To Those Who Write Off People With Health Conditions During the Pandemic
Disabled. Invalid. Crippled. Weak. Lame. Incapable. Homebound. Broken. Discarded.
Look carefully over this list of words. Now, consider that one in four Americans are dealing with some sort of condition that significantly impacts their ability to live “normal” lives. Language matters. See how quickly we progress from “disabled” to “useless?”
I am angry. I am dismayed. I am hurt. And I’m tired. I have a very limited amount of energy, and I am done wasting it on people and places that are so willing to dismiss and discard me and others like me. So I’m asking you, please, just hear me for a moment — while I have the energy to say this — and consider the cost of your words and your actions.

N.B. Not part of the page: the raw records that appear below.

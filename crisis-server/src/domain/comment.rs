use chrono::{DateTime, Utc};

use super::error::DomainError;

pub(crate) const MAX_CONTENT_CHARS: usize = 2000;

#[derive(Debug, Clone)]
pub(crate) struct Comment {
    pub(crate) id: i64,
    pub(crate) content: String,
    pub(crate) created_at: DateTime<Utc>,
    pub(crate) updated_at: DateTime<Utc>,
    pub(crate) author_id: i64,
    pub(crate) author_username: String,
    /// ReliefWeb event id, stored as-is.
    pub(crate) event: i64,
}

impl Comment {
    pub(crate) fn new(
        id: i64,
        content: impl Into<String>,
        created_at: DateTime<Utc>,
        updated_at: DateTime<Utc>,
        author_id: i64,
        author_username: impl Into<String>,
        event: i64,
    ) -> Result<Self, DomainError> {
        validate_positive_i64("id", id)?;
        validate_positive_i64("author_id", author_id)?;
        let content = normalize_content(&content.into())?;

        if updated_at < created_at {
            return Err(DomainError::validation("updated_at", "must be >= created_at"));
        }

        Ok(Self {
            id,
            content,
            created_at,
            updated_at,
            author_id,
            author_username: author_username.into(),
            event,
        })
    }
}

#[derive(Debug, Clone)]
pub(crate) struct CreateCommentRequest {
    pub(crate) content: String,
    pub(crate) event: i64,
}

impl CreateCommentRequest {
    pub(crate) fn validate(self) -> Result<Self, DomainError> {
        Ok(Self {
            content: normalize_content(&self.content)?,
            event: self.event,
        })
    }
}

#[derive(Debug, Clone)]
pub(crate) struct UpdateCommentRequest {
    pub(crate) content: String,
    pub(crate) event: Option<i64>,
}

impl UpdateCommentRequest {
    pub(crate) fn validate(self) -> Result<Self, DomainError> {
        Ok(Self {
            content: normalize_content(&self.content)?,
            event: self.event,
        })
    }
}

/// Selects which comments a list request returns.
#[derive(Debug, Clone, Copy, PartialEq, Eq)]
pub(crate) enum CommentFilter {
    Event(i64),
    Author(i64),
}

impl CommentFilter {
    /// Raw query values; blank values count as absent and event takes
    /// precedence when both are supplied.
    pub(crate) fn from_params(
        event: Option<&str>,
        user: Option<&str>,
    ) -> Result<Self, DomainError> {
        if let Some(event) = non_blank(event) {
            return parse_id("event", event).map(Self::Event);
        }
        if let Some(user) = non_blank(user) {
            return parse_id("user", user).map(Self::Author);
        }
        Err(DomainError::validation(
            "query",
            "Query parameter for event or user is required",
        ))
    }
}

fn non_blank(value: Option<&str>) -> Option<&str> {
    value.map(str::trim).filter(|value| !value.is_empty())
}

fn parse_id(field: &'static str, raw: &str) -> Result<i64, DomainError> {
    raw.parse()
        .map_err(|_| DomainError::validation(field, "must be an integer"))
}

fn validate_positive_i64(field: &'static str, value: i64) -> Result<(), DomainError> {
    if value <= 0 {
        return Err(DomainError::validation(field, "must be > 0"));
    }
    Ok(())
}

fn normalize_content(content: &str) -> Result<String, DomainError> {
    let content = content.trim();
    if content.is_empty() || content.chars().count() > MAX_CONTENT_CHARS {
        return Err(DomainError::validation("content", "must be 1..2000 chars"));
    }
    Ok(content.to_string())
}
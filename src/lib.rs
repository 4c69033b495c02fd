//! Champion encyclopedia core.
//!
//! Reconciles the structured champion feed with the wiki voice-line pages
//! and a third-party role statistics site. Every fetch degrades to an empty
//! or absent result on failure, so a flaky upstream never breaks a page.

pub mod api;
pub mod config;
pub mod error;
pub mod scrape;
pub mod view;

pub use api::client::ChampionClient;
pub use api::models::{ChampionDetail, ChampionSummary, Quote, RoleStat};
pub use config::Config;
pub use view::detail::ChampionView;
use crate::api::models::Stats;

pub const FALLBACK_ICON: &str = "📊";
pub const FALLBACK_MAX: f64 = 100.0;

struct StatInfo {
    key: &'static str,
    label: &'static str,
    icon: Option<&'static str>,
    max: f64,
}

const KNOWN_STATS: &[StatInfo] = &[
    StatInfo { key: "hp", label: "Health", icon: Some("❤️"), max: 3000.0 },
    StatInfo { key: "hpperlevel", label: "Health per level", icon: None, max: 200.0 },
    StatInfo { key: "mp", label: "Mana", icon: Some("🔵"), max: 1500.0 },
    StatInfo { key: "mpperlevel", label: "Mana per level", icon: None, max: 200.0 },
    StatInfo { key: "movespeed", label: "Movement Speed", icon: Some("🏃"), max: 500.0 },
    StatInfo { key: "armor", label: "Armor", icon: Some("🛡️"), max: 150.0 },
    StatInfo { key: "armorperlevel", label: "Armor per level", icon: None, max: 10.0 },
    StatInfo { key: "spellblock", label: "Magic Resist", icon: Some("✨"), max: 100.0 },
    StatInfo { key: "spellblockperlevel", label: "Magic Resist per level", icon: None, max: 5.0 },
    StatInfo { key: "attackrange", label: "Attack Range", icon: Some("🏹"), max: 700.0 },
    StatInfo { key: "hpregen", label: "Health Regeneration", icon: Some("💉"), max: 30.0 },
    StatInfo { key: "hpregenperlevel", label: "Health Regen per level", icon: None, max: 10.0 },
    StatInfo { key: "mpregen", label: "Mana Regeneration", icon: Some("🧪"), max: 30.0 },
    StatInfo { key: "mpregenperlevel", label: "Mana Regen per level", icon: None, max: 10.0 },
    StatInfo { key: "crit", label: "Critical Strike", icon: Some("🎯"), max: 100.0 },
    StatInfo { key: "critperlevel", label: "Critical per level", icon: None, max: 10.0 },
    StatInfo { key: "attackdamage", label: "Attack Damage", icon: Some("⚔️"), max: 200.0 },
    StatInfo { key: "attackdamageperlevel", label: "Attack Damage per level", icon: None, max: 10.0 },
    StatInfo { key: "attackspeed", label: "Attack Speed", icon: Some("💨"), max: 2.5 },
    StatInfo { key: "attackspeedperlevel", label: "Attack Speed per level", icon: None, max: 5.0 },
];

/// One renderable stat row. Unknown keys get the raw key as label, the
/// fallback icon and a scale of 100.
#[derive(Debug, Clone, PartialEq)]
pub struct StatBar {
    pub key: String,
    pub label: String,
    pub icon: &'static str,
    pub value: f64,
    pub max: f64,
}

impl StatBar {
    pub fn new(key: &str, value: f64) -> Self {
        let known = KNOWN_STATS.iter().find(|s| s.key == key);
        StatBar {
            key: key.to_string(),
            label: known.map_or_else(|| key.to_string(), |s| s.label.to_string()),
            icon: known.and_then(|s| s.icon).unwrap_or(FALLBACK_ICON),
            value,
            max: known.map_or(FALLBACK_MAX, |s| s.max),
        }
    }

    /// Share of the scale, clamped to 0..=100.
    pub fn percentage(&self) -> f64 {
        if self.max <= 0.0 {
            return 0.0;
        }
        (self.value / self.max * 100.0).clamp(0.0, 100.0)
    }

    pub fn is_known(&self) -> bool {
        KNOWN_STATS.iter().any(|s| s.key == self.key)
    }
}

pub fn stat_bars(stats: &Stats) -> Vec<StatBar> {
    stats.iter().map(|(key, value)| StatBar::new(key, value)).collect()
}

#[cfg(test)]
mod tests {
    use super::*;

    #[test]
    fn known_vocabulary_has_twenty_keys() {
        assert_eq!(KNOWN_STATS.len(), 20);
    }

    #[test]
    fn known_stat() {
        let bar = StatBar::new("hp", 1500.0);
        assert_eq!(bar.label, "Health");
        assert_eq!(bar.icon, "❤️");
        assert_eq!(bar.percentage(), 50.0);
        assert!(bar.is_known());
    }

    #[test]
    fn per_level_stats_use_fallback_icon() {
        let bar = StatBar::new("armorperlevel", 4.7);
        assert_eq!(bar.label, "Armor per level");
        assert_eq!(bar.icon, FALLBACK_ICON);
        assert_eq!(bar.max, 10.0);
    }

    #[test]
    fn unknown_stat_falls_back() {
        let bar = StatBar::new("omnivamp", 250.0);
        assert_eq!(bar.label, "omnivamp");
        assert_eq!(bar.icon, FALLBACK_ICON);
        assert_eq!(bar.max, FALLBACK_MAX);
        assert_eq!(bar.percentage(), 100.0);
        assert!(!bar.is_known());
    }

    #[test]
    fn negative_values_clamp_to_zero() {
        assert_eq!(StatBar::new("crit", -5.0).percentage(), 0.0);
    }

    #[test]
    fn bars_follow_stats_order() {
        let stats = Stats(vec![("mp".into(), 418.0), ("hp".into(), 590.0)]);
        let keys: Vec<_> = stat_bars(&stats).into_iter().map(|b| b.key).collect();
        assert_eq!(keys, vec!["mp", "hp"]);
    }
}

When you say so flippantly that people who are “at risk” should just shut up and stay home, do you realize what you’re telling me? That I don’t matter. That I don’t deserve to be able to participate in society. That I am inconvenient for you and should just stay out of your way, instead of asking you to help make this world one in which I can live — fully and safely.
When the school district tells my family that we must choose between my daughter getting the education she has worked so hard to earn, or keeping her alive, they are telling us very loudly that she doesn’t deserve to be invested in or accommodated. Please understand that we are not “choosing” online school — it is the only option that keeps her safe, and potentially the only one that keeps her alive. Would you honestly consider that a choice? She will lose out on her advanced classes, foreign language and electives, and derail the path she’s carefully plotted out for her high school education — but she’ll be alive.
When you post on social media that we can’t spend our lives in fear, and we have to get back to “normal,” you are telling me that you’re sick of working together to keep us safe. You are tired of the accessible options that opened up to include everyone, and you’d rather wipe us out and erase our existence than to have to sit through one more Zoom meeting or (heaven forbid) wear a mask to Walmart.
Maybe you feel defensive about my words. Maybe you are angry at my accusations. That’s fair. So help me understand. My daughter is 15, and she is bright and brilliant and has so much to offer this world — her music, her words, her creativity, her perspective. And she is so determined to not let her health issues become the stumbling block that holds those things back from a world that deserves that contribution. I would contend that anyone who knows me has benefitted from my words, from my art, from my insight. So why, then, is our society so willing to write us off as useless, just because we have physical impairments that mean we have to navigate this world differently?
When the pandemic first hit, we proved very quickly that we have the technology and means to be an incredibly inclusive world. Doors opened for us that have always been a distant dream. And now those doors are slamming shut in our faces, stunning us with breathtaking cruelty and dismissive righteousness. Your “rights” are being treated as more important than our lives. Your freedom to act without consequence is regarded as worth fighting for, but our needs to be part of society are kicked to the curb.
Help me understand. Because I truly cannot grasp the reasoning here.